#### Supplied records
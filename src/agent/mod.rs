//! The autonomous mission loop: a bounded ReAct state machine that turns an
//! LLM into a tool-driving pilot.
//!
//! Each step sends the tool manifest, the mission, and the accumulated
//! monologue to the model, extracts exactly one JSON action from the reply,
//! and either executes a tool, terminates on `FINAL_ANSWER`, or annotates
//! the monologue when the action is invalid or repeated. Every phase is
//! streamed to the caller and mirrored into the trace ring buffer.

use std::collections::hash_map::DefaultHasher;
use std::collections::HashSet;
use std::hash::{Hash, Hasher};
use std::sync::Arc;
use std::time::Instant;

use chrono::Utc;
use tokio::sync::mpsc::UnboundedSender;
use uuid::Uuid;

use crate::llm::LlmClient;
use crate::parser::ast;
use crate::telemetry::{MissionLogBuffer, TraceBuffer};
use crate::tool::ToolRegistry;
use crate::types::{
    AgentAction, AgentEvent, AgentPhase, GenerationResult, MissionKind, MissionRecord,
};

pub const DEFAULT_MAX_STEPS: usize = 10;
const FINAL_ANSWER: &str = "FINAL_ANSWER";
const TIMEOUT_ANSWER: &str = "Mission timed out before a final answer was reached.";

/// Locate the first balanced `{…}` group and parse it. Prose around the
/// object is tolerated; no braces (or unparseable content) yields an empty
/// object.
pub fn extract_json(raw: &str) -> serde_json::Value {
    let bytes = raw.as_bytes();
    let mut depth = 0usize;
    let mut start = None;

    for (i, &b) in bytes.iter().enumerate() {
        match b {
            b'{' => {
                if depth == 0 {
                    start = Some(i);
                }
                depth += 1;
            }
            b'}' => {
                if depth > 0 {
                    depth -= 1;
                    if depth == 0 {
                        let candidate = &raw[start.expect("start set when depth rose")..=i];
                        return serde_json::from_str(candidate)
                            .unwrap_or_else(|_| serde_json::json!({}));
                    }
                }
            }
            _ => {}
        }
    }

    serde_json::json!({})
}

/// Interpret an extracted object as an agent action.
pub fn parse_action(value: &serde_json::Value, raw_text: &str) -> AgentAction {
    let Some(tool) = value.get("tool").and_then(|t| t.as_str()) else {
        if raw_text.contains(FINAL_ANSWER) {
            return AgentAction::Final {
                answer: raw_text.to_string(),
            };
        }
        return AgentAction::Invalid;
    };

    let params = value
        .get("parameters")
        .cloned()
        .unwrap_or_else(|| serde_json::json!({}));

    if tool == FINAL_ANSWER {
        let answer = params
            .get("answer")
            .and_then(|a| a.as_str())
            .unwrap_or("Done.")
            .to_string();
        return AgentAction::Final { answer };
    }

    AgentAction::ToolCall {
        name: tool.to_string(),
        params,
    }
}

fn action_signature(name: &str, params: &serde_json::Value) -> u64 {
    let mut hasher = DefaultHasher::new();
    name.hash(&mut hasher);
    params.to_string().hash(&mut hasher);
    hasher.finish()
}

pub struct MissionRequest {
    pub project_id: String,
    pub prompt: String,
    /// Rank-tiered T-Map of the project, when an index is available.
    pub architectural_map: String,
}

impl MissionRequest {
    pub fn new(project_id: impl Into<String>, prompt: impl Into<String>) -> Self {
        Self {
            project_id: project_id.into(),
            prompt: prompt.into(),
            architectural_map: String::new(),
        }
    }

    pub fn with_topology(mut self, architectural_map: String) -> Self {
        self.architectural_map = architectural_map;
        self
    }
}

pub struct AgentLoop {
    llm: Arc<LlmClient>,
    tools: Arc<ToolRegistry>,
    missions: Arc<MissionLogBuffer>,
    traces: Arc<TraceBuffer>,
    max_steps: usize,
}

impl AgentLoop {
    pub fn new(
        llm: Arc<LlmClient>,
        tools: Arc<ToolRegistry>,
        missions: Arc<MissionLogBuffer>,
        traces: Arc<TraceBuffer>,
    ) -> Self {
        Self {
            llm,
            tools,
            missions,
            traces,
            max_steps: DEFAULT_MAX_STEPS,
        }
    }

    pub fn with_max_steps(mut self, max_steps: usize) -> Self {
        self.max_steps = max_steps;
        self
    }

    fn emit(
        &self,
        session_id: &str,
        event_tx: &UnboundedSender<AgentEvent>,
        phase: AgentPhase,
        payload: impl Into<String>,
    ) {
        let payload = payload.into();
        let _ = event_tx.send(AgentEvent::new(phase, payload.clone()));
        self.traces.push(crate::types::TraceEntry {
            session_id: session_id.to_string(),
            timestamp: Utc::now(),
            state: phase.to_string(),
            detail: payload,
            duration_ms: 0.0,
        });
    }

    fn build_prompt(&self, request: &MissionRequest, monologue: &str) -> String {
        let mut prompt = format!(
            "### ROLE: Synapse Autonomous Pilot\n\
             ### TOOLS\n{}\n\n\
             ### MISSION\n{}\n\n\
             ### PROTOCOL\n\
             1. Respond with exactly one JSON object: {{\"tool\": \"name\", \"parameters\": {{...}}}}\n\
             2. Use {FINAL_ANSWER} with {{\"answer\": \"...\"}} once you have enough information.\n\
             3. Never repeat an identical action.\n",
            self.tools.manifest_json(),
            request.prompt
        );
        if !request.architectural_map.is_empty() {
            prompt.push_str("\n### PROJECT TOPOLOGY\n");
            prompt.push_str(&request.architectural_map);
        }
        if !monologue.is_empty() {
            prompt.push_str("\n### HISTORY\n");
            prompt.push_str(monologue);
        }
        prompt.push_str("\nNEXT ACTION:");
        prompt
    }

    /// Run one mission to completion. Returns the final answer; events are
    /// streamed through `event_tx` in emission order.
    pub async fn run(
        &self,
        request: MissionRequest,
        event_tx: UnboundedSender<AgentEvent>,
    ) -> String {
        let mission_start = Instant::now();
        let session_id = Uuid::new_v4().to_string();

        self.emit(
            &session_id,
            &event_tx,
            AgentPhase::Startup,
            format!("Mission accepted for project {}", request.project_id),
        );

        let mut monologue = String::new();
        let mut focal_code = String::new();
        let mut seen_actions: HashSet<u64> = HashSet::new();
        let mut last_gen = GenerationResult::default();
        let mut final_output: Option<String> = None;
        let mut aborted = false;

        for step in 0..self.max_steps {
            let prompt = self.build_prompt(&request, &monologue);

            let generation = match self.llm.generate_text_elite(&prompt).await {
                Ok(generation) => generation,
                Err(e) => {
                    self.emit(
                        &session_id,
                        &event_tx,
                        AgentPhase::Error,
                        format!("AI service unreachable: {e}"),
                    );
                    final_output = Some("ERROR: AI service failure.".into());
                    aborted = true;
                    break;
                }
            };
            last_gen = generation.clone();

            if !generation.success {
                self.emit(
                    &session_id,
                    &event_tx,
                    AgentPhase::Error,
                    generation.text.clone(),
                );
                final_output = Some(format!("ERROR: {}", generation.text));
                aborted = true;
                break;
            }

            self.emit(
                &session_id,
                &event_tx,
                AgentPhase::Thought,
                format!("Step {step}"),
            );

            let extracted = extract_json(&generation.text);
            match parse_action(&extracted, &generation.text) {
                AgentAction::Final { answer } => {
                    final_output = Some(answer);
                    break;
                }
                AgentAction::Invalid => {
                    monologue.push_str("\n[SYSTEM: Invalid JSON. Retry.]");
                }
                AgentAction::ToolCall { name, mut params } => {
                    let signature = action_signature(&name, &params);
                    if !seen_actions.insert(signature) {
                        monologue
                            .push_str("\n[SYSTEM: Loop detected. Try a different approach.]");
                        continue;
                    }

                    // Tools resolve paths against the right project without
                    // trusting the model to name it.
                    if let Some(obj) = params.as_object_mut() {
                        obj.insert(
                            "project_id".into(),
                            serde_json::Value::String(request.project_id.clone()),
                        );
                    }

                    let observation = self.tools.dispatch(&name, params.clone()).await;

                    monologue.push_str(&format!(
                        "\n[STEP {step} RESULT FROM {name}]\n{observation}"
                    ));

                    if name == "read_file" && !observation.starts_with("ERROR") {
                        let path = params
                            .get("path")
                            .and_then(|p| p.as_str())
                            .unwrap_or_default();
                        focal_code.push_str(&format!("\nFile: {path}\n{observation}"));
                        let symbols = ast::extract_symbols(path, &observation);
                        monologue.push_str(&format!("\n[AST DATA: {} symbols]", symbols.len()));
                        if !symbols.is_empty() {
                            self.emit(
                                &session_id,
                                &event_tx,
                                AgentPhase::AstScan,
                                format!("{} symbols in {path}", symbols.len()),
                            );
                        }
                    }

                    self.emit(
                        &session_id,
                        &event_tx,
                        AgentPhase::ToolExec,
                        format!("Used {name}"),
                    );
                }
            }
        }

        let final_output = final_output.unwrap_or_else(|| TIMEOUT_ANSWER.to_string());
        if !aborted {
            self.emit(
                &session_id,
                &event_tx,
                AgentPhase::Final,
                final_output.clone(),
            );
        }

        let duration_ms = mission_start.elapsed().as_secs_f64() * 1000.0;
        self.missions.push(MissionRecord {
            timestamp: Utc::now(),
            project_id: request.project_id,
            kind: MissionKind::Agent,
            user_query: request.prompt,
            full_prompt: format!("### HISTORY\n{monologue}\n### FOCAL CODE\n{focal_code}"),
            ai_response: final_output.clone(),
            duration_ms,
            prompt_tokens: last_gen.prompt_tokens,
            completion_tokens: last_gen.completion_tokens,
            total_tokens: last_gen.total_tokens,
            vector_snapshot: None,
        });

        final_output
    }
}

#### Your instructions
Beginning of the records through the line with "trace ring buffer.": return that span exactly and stop there.

#### Solution for this task
filename src/agent/mod.rs
//! The autonomous mission loop: a bounded ReAct state machine that turns an
//! LLM into a tool-driving pilot.
//!
//! Each step sends the tool manifest, the mission, and the accumulated
//! monologue to the model, extracts exactly one JSON action from the reply,
//! and either executes a tool, terminates on `FINAL_ANSWER`, or annotates
//! the monologue when the action is invalid or repeated. Every phase is
//! streamed to the caller and mirrored into the trace ring buffer.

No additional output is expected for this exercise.